_Activity:_ Which lines of the data below include the string "another"? Return each of them.

Saved data entries
........
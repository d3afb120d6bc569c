//! System scheduling.
//!
//! The [`Scheduler`] collects systems and explicit ordering edges, then
//! linearises them into a [`Schedule`]:
//!
//! 1. [`Scheduler::register_system`] wraps a function into a canonical
//!    [`System`] record and returns a [`SystemRef`] with no dependencies.
//! 2. [`Scheduler::execute_after`] adds one ordering edge. The edge is
//!    rejected fatally when it would close a cycle; the check runs before
//!    the edge is inserted, so the graph is a DAG at every point in time.
//! 3. [`Scheduler::build_schedule`] produces the execution order: an
//!    iterative depth-first traversal from every root over the `dependents`
//!    edges emits each system in post-order, and reversing that emission
//!    places every system after all of its dependencies.
//!
//! Execution is serial. Systems receive the world shared and construct their
//! declared queries from it; the per-system access and write masks remain
//! available for conflict analysis by an executor layered on top.

use std::sync::atomic::{AtomicU64, Ordering};

use crate::engine::query::{AccessSpec, Entity, Query};
use crate::engine::systems::System;
use crate::engine::world::World;
use crate::profiling::profiler;

static NEXT_SCHEDULER_ID: AtomicU64 = AtomicU64::new(0);

impl Default for Scheduler {
    fn default() -> Self {
        Self::new()
    }
}

/// Handle to a system registered with one particular [`Scheduler`].
#[derive(Clone, Copy, PartialEq, Eq, Debug)]
pub struct SystemRef {
    scheduler: u64,
    index: usize,
}

impl SystemRef {
    /// Returns the position of the system in its scheduler's registration
    /// order.
    #[inline]
    pub fn index(&self) -> usize {
        self.index
    }
}

/// Collects systems and ordering edges and builds linear schedules.
pub struct Scheduler {
    id: u64,
    systems: Vec<System>,
    roots: Vec<usize>,
}

impl Scheduler {
    /// Creates an empty scheduler.
    pub fn new() -> Self {
        Self {
            id: NEXT_SCHEDULER_ID.fetch_add(1, Ordering::Relaxed),
            systems: Vec::new(),
            roots: Vec::new(),
        }
    }

    /// Returns the number of registered systems.
    #[inline]
    pub fn len(&self) -> usize {
        self.systems.len()
    }

    /// Returns `true` when no system has been registered.
    #[inline]
    pub fn is_empty(&self) -> bool {
        self.systems.is_empty()
    }

    /// Returns the registered systems in registration order.
    #[inline]
    pub fn systems(&self) -> &[System] {
        &self.systems
    }

    fn push_system(&mut self, system: System) -> SystemRef {
        let index = self.systems.len();
        self.systems.push(system);
        self.roots.push(index);
        SystemRef {
            scheduler: self.id,
            index,
        }
    }

    /// Registers a per-entity system.
    ///
    /// When the schedule runs, the system function is called once for every
    /// live entity whose mask contains the spec's access mask.
    pub fn register_system<S>(&mut self, system: for<'w> fn(Entity<'w, S>)) -> SystemRef
    where
        S: AccessSpec + 'static,
    {
        let access_mask = S::access_mask();
        let write_mask = S::write_mask();
        let run = Box::new(move |world: &World| {
            let entities = Query::<S>::new(world);
            for entity in &entities {
                system(entity);
            }
        });
        self.push_system(System::new(run, access_mask, write_mask))
    }

    /// Registers a per-entity system that also receives a secondary query.
    ///
    /// The query is resolved once per run and handed to every invocation, so
    /// a system can relate each entity to the full set matching the second
    /// spec. Both specs contribute to the system's masks.
    pub fn register_system_with_query<S, Q>(
        &mut self,
        system: for<'w, 'e, 'q> fn(Entity<'w, S>, &'e Query<'q, Q>),
    ) -> SystemRef
    where
        S: AccessSpec + 'static,
        Q: AccessSpec + 'static,
    {
        let access_mask = S::access_mask() | Q::access_mask();
        let write_mask = S::write_mask() | Q::write_mask();
        let run = Box::new(move |world: &World| {
            let query = Query::<Q>::new(world);
            let entities = Query::<S>::new(world);
            for entity in &entities {
                system(entity, &query);
            }
        });
        self.push_system(System::new(run, access_mask, write_mask))
    }

    /// Orders `system` after `dependency` and returns `system` for chaining.
    ///
    /// Both refs must come from this scheduler and must differ. The call is
    /// fatal when the new edge would close a dependency cycle; the check
    /// happens before anything is modified.
    pub fn execute_after(&mut self, system: SystemRef, dependency: SystemRef) -> SystemRef {
        assert_eq!(
            system.scheduler, self.id,
            "system ref belongs to another scheduler"
        );
        assert_eq!(
            dependency.scheduler, self.id,
            "dependency ref belongs to another scheduler"
        );
        assert_ne!(
            system.index, dependency.index,
            "a system cannot execute after itself"
        );
        assert!(
            !self.depends_on(dependency.index, system.index),
            "execute_after would create a dependency cycle"
        );

        self.systems[system.index].dependencies.push(dependency.index);
        self.systems[dependency.index].dependents.push(system.index);
        self.roots.retain(|&root| root != system.index);
        system
    }

    /// Returns `true` when `from` transitively depends on `to`.
    fn depends_on(&self, from: usize, to: usize) -> bool {
        let mut visited = vec![false; self.systems.len()];
        let mut stack = vec![from];
        while let Some(node) = stack.pop() {
            if node == to {
                return true;
            }
            if visited[node] {
                continue;
            }
            visited[node] = true;
            stack.extend_from_slice(&self.systems[node].dependencies);
        }
        false
    }

    /// Linearises the dependency DAG into an executable [`Schedule`].
    ///
    /// Every system appears exactly once and after all of its dependencies.
    /// Systems without edges keep no particular order beyond that.
    pub fn build_schedule(&self) -> Schedule<'_> {
        let mut visited = vec![false; self.systems.len()];
        let mut post_order = Vec::with_capacity(self.systems.len());

        for &root in &self.roots {
            if visited[root] {
                continue;
            }
            visited[root] = true;
            let mut stack: Vec<(usize, usize)> = vec![(root, 0)];
            while let Some(&(node, cursor)) = stack.last() {
                let dependents = &self.systems[node].dependents;
                if cursor < dependents.len() {
                    stack.last_mut().expect("stack is non-empty").1 += 1;
                    let next = dependents[cursor];
                    if !visited[next] {
                        visited[next] = true;
                        stack.push((next, 0));
                    }
                } else {
                    // Emitted on the way out: a system surfaces only after
                    // everything reachable through its dependents did.
                    post_order.push(node);
                    stack.pop();
                }
            }
        }

        post_order.reverse();
        Schedule {
            steps: post_order
                .into_iter()
                .map(|index| &self.systems[index])
                .collect(),
        }
    }
}

/// A linearised execution order produced by [`Scheduler::build_schedule`].
pub struct Schedule<'s> {
    steps: Vec<&'s System>,
}

impl<'s> Schedule<'s> {
    /// Returns the number of scheduled systems.
    #[inline]
    pub fn len(&self) -> usize {
        self.steps.len()
    }

    /// Returns `true` when the schedule contains no systems.
    #[inline]
    pub fn is_empty(&self) -> bool {
        self.steps.is_empty()
    }

    /// Runs every system once, in order, against `world`.
    pub fn execute(&self, world: &World) {
        let _span = profiler::span("Schedule::execute")
            .arg("systems", profiler::Arg::U64(self.steps.len() as u64));
        for (index, system) in self.steps.iter().enumerate() {
            let _system_span =
                profiler::span("System::run").arg("step", profiler::Arg::U64(index as u64));
            system.run(world);
        }
    }
}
........
_Output:_
            "system ref belongs to another scheduler"
            "dependency ref belongs to another scheduler"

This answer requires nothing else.